(Records excerpted from a collection)
*** Begin section ***

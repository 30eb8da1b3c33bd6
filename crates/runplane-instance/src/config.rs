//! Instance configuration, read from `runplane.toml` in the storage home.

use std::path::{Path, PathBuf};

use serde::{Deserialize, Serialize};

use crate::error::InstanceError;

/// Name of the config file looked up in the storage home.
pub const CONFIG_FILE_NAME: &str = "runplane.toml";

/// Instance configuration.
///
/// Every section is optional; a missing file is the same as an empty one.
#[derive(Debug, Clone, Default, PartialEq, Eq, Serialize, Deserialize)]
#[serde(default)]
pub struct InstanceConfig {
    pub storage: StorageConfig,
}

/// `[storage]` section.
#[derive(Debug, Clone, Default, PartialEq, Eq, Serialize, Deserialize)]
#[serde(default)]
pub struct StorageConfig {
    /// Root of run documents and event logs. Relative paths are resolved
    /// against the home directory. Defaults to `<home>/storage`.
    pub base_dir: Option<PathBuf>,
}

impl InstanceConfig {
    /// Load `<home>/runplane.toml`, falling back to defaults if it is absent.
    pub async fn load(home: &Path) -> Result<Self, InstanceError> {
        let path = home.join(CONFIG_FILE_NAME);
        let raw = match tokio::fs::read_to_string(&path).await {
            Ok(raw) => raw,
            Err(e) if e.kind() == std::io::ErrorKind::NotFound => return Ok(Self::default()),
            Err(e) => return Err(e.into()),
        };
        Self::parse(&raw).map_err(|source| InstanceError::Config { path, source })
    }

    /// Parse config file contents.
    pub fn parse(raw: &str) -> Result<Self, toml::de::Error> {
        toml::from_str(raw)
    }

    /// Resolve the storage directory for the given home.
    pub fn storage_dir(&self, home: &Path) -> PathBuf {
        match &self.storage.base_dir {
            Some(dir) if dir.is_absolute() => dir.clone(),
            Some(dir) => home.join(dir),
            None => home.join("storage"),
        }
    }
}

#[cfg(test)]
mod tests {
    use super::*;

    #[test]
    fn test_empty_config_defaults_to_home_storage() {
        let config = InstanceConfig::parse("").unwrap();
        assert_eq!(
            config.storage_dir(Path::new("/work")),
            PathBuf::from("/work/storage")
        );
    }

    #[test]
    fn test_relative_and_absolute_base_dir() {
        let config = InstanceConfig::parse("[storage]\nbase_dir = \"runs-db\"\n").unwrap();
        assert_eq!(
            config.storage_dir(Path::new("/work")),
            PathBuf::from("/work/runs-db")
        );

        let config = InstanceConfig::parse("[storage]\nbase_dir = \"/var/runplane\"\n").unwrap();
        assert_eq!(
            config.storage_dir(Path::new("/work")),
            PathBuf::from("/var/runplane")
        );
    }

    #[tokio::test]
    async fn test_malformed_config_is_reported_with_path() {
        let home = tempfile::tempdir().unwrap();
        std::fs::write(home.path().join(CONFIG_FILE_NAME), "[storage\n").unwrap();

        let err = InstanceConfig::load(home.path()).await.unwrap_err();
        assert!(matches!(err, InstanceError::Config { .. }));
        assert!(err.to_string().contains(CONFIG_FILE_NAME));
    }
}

*** End section ***
*** Begin section ***

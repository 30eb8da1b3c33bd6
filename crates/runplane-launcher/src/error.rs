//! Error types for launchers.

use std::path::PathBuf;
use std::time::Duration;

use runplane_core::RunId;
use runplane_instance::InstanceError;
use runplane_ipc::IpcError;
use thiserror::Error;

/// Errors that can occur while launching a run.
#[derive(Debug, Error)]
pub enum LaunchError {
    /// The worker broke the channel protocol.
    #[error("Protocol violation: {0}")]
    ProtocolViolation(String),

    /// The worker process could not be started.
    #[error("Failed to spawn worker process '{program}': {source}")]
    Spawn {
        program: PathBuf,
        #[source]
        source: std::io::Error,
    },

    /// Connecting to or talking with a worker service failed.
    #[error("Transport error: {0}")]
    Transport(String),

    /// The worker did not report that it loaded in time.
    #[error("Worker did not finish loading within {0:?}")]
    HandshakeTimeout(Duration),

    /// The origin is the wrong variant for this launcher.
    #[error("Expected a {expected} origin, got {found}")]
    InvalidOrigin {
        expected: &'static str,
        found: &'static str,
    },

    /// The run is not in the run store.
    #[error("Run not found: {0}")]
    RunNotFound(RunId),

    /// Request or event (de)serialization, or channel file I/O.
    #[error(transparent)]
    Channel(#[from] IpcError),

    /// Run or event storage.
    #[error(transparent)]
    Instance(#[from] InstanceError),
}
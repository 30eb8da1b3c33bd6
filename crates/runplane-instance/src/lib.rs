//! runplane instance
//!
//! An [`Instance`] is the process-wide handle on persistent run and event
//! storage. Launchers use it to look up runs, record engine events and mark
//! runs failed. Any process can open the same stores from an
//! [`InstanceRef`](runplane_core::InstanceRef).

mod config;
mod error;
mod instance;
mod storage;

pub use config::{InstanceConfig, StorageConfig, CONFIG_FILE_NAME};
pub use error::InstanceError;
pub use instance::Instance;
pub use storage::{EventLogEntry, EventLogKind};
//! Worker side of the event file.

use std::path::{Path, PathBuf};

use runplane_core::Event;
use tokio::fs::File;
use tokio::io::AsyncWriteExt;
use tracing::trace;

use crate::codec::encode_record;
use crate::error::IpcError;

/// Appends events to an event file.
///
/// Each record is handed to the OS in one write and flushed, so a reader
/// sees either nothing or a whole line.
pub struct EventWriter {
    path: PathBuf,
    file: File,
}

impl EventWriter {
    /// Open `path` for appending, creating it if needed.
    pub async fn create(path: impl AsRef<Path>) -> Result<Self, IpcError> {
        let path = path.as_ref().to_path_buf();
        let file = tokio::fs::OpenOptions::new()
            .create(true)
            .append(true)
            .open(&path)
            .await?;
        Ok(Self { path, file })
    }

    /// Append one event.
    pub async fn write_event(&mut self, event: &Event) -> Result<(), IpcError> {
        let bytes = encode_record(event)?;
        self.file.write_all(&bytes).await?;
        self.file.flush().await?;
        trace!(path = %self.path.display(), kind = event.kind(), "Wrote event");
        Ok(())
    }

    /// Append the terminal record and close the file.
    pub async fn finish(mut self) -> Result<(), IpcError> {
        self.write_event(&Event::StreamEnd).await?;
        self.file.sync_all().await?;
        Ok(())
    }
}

*** End section ***
*** Begin section ***

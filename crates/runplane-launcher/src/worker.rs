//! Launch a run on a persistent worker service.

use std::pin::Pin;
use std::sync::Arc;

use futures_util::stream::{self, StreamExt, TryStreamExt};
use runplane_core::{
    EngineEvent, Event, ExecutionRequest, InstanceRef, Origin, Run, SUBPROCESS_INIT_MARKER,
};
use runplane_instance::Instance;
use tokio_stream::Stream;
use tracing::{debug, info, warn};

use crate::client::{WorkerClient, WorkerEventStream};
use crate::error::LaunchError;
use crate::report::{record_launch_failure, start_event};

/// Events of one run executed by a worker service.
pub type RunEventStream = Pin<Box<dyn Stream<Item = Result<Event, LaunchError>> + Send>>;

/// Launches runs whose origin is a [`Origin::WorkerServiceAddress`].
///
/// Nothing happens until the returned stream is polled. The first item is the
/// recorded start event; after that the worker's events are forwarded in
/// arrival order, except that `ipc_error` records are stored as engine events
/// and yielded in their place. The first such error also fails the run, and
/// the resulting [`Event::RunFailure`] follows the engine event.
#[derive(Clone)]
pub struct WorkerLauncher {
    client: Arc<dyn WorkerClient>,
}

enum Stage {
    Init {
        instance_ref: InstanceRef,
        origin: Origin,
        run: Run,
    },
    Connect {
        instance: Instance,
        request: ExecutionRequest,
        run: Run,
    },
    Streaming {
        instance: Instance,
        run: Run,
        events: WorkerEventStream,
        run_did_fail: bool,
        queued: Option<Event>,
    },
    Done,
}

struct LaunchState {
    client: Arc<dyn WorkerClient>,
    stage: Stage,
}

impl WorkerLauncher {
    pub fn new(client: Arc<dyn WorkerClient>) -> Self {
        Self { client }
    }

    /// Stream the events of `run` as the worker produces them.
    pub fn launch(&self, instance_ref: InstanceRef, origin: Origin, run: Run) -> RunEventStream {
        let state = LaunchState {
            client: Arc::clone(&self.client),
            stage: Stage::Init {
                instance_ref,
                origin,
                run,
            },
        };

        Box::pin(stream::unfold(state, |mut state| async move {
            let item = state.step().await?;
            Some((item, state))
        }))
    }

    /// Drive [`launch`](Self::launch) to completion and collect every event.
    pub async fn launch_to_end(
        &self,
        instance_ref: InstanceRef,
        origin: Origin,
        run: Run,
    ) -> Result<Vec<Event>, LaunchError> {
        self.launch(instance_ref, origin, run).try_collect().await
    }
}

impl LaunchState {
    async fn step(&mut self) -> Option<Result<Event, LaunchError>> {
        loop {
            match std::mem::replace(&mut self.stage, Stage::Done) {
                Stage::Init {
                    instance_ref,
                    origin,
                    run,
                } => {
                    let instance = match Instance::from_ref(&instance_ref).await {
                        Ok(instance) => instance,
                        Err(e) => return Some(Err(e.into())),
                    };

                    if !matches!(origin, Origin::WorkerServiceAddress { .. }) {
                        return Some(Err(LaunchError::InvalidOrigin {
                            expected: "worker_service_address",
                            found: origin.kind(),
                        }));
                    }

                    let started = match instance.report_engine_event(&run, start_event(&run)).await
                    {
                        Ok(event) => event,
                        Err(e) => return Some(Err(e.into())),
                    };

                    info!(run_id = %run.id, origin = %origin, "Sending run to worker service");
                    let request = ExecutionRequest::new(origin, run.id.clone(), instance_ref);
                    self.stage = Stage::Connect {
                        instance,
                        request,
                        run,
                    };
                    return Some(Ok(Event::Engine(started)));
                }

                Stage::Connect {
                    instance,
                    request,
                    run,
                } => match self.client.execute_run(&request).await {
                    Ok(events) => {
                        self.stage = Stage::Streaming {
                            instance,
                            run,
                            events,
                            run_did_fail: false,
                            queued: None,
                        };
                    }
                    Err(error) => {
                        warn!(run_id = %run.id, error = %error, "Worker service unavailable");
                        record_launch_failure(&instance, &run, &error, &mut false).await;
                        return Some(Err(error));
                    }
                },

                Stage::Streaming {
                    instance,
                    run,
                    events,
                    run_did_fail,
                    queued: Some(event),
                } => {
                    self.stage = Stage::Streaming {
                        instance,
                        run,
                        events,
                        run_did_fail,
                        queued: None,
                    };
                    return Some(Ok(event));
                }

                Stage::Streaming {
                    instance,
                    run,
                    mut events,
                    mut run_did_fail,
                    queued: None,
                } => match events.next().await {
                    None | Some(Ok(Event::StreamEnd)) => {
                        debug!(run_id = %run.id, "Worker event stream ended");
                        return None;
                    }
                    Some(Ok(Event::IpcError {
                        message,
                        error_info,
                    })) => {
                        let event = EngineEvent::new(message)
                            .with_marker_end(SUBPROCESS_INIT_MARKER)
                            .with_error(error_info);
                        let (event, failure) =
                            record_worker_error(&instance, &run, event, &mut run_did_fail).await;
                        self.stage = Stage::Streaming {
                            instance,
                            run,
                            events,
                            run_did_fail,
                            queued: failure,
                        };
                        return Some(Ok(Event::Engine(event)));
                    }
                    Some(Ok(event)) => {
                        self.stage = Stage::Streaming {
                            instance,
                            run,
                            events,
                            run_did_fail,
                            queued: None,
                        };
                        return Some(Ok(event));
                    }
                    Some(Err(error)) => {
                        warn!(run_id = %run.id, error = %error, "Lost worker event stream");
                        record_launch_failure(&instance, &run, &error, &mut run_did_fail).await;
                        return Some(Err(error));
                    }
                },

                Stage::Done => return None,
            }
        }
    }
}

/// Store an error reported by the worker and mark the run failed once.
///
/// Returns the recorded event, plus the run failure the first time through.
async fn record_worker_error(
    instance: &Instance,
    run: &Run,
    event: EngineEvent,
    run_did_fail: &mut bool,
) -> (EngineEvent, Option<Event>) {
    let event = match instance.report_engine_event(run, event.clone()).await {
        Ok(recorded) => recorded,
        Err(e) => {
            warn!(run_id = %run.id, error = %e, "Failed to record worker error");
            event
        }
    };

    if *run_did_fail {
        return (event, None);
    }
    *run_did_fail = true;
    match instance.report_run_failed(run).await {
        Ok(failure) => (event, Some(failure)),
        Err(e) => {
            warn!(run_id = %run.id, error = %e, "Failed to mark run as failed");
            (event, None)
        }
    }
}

*** End section ***

Problem requirements:
Copy all lines above containing the string "expected".

Exercise output:
    #[error("Expected a {expected} origin, got {found}")]
        expected: &'static str,
                            expected: "worker_service_address",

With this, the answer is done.